Martyn Box, another paramedic who attended the incident, said,
Initially we didn’t know the true extent of the situation or what the patient was choking on, but as we questioned them further we were told he had a whole fish stuck in his windpipe.
The paramedics continued administering CPR as the man’s heart had stopped beating.
The man was then artificially ventilated with a bag and mask, but his airway remained blocked. Harrison said, “It was clear that we needed to get the fish out or this patient was not going to survive the short journey to the Royal Bournemouth Hospital. I used a laryngoscope to fully extend the mouth and throat and saw what appeared like an altered colur of tissue in his throat. Using a McGills forceps I was able to eventually dislodge the tip of the tail and very carefully, so as not to break the tail off I tried to remove it — although the fish’s barbs and gills were getting stuck on the way back up.”

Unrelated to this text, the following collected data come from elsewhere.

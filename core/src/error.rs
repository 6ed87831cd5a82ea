use thiserror::Error;

use crate::types::IssuerId;

#[derive(Error, Debug)]
pub enum ScoreError {
    #[error("Database error: {0}")]
    Database(#[from] rusqlite::Error),

    #[error("Serialization error: {0}")]
    Serialization(#[from] serde_json::Error),

    #[error("severity_score out of expected range for issuer {issuer_id}: {severity}")]
    Validation { issuer_id: IssuerId, severity: f64 },

    #[error("Invalid as-of date '{value}': expected YYYY-MM-DD")]
    InvalidDate { value: String },

    #[error("Invalid alert timestamp '{value}'")]
    InvalidTimestamp { value: String },

    #[error("Invalid scoring configuration: {reason}")]
    Config { reason: String },

    #[error(transparent)]
    Other(#[from] anyhow::Error),
}

pub type ScoreResult<T> = Result<T, ScoreError>;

It took six attempts to get the fish out in one piece. “I was acutely aware that I only had one attempt at getting this right as if I lost grip or a piece broke off and it slid further out of sight then there was nothing more that we could have done to retrieve the obstruction,” Harrison said.
The paramedics were stunned when the obstruction turned out to be a Dover sole of that size. Harrison said, “I have never attended a more bizarre incident and don’t think I ever will — but we’re all so glad the patient has no lasting effects from his cardiac arrest, which could so easily have had such a tragic and devastating outcome.”
The patient has since made a full recovery.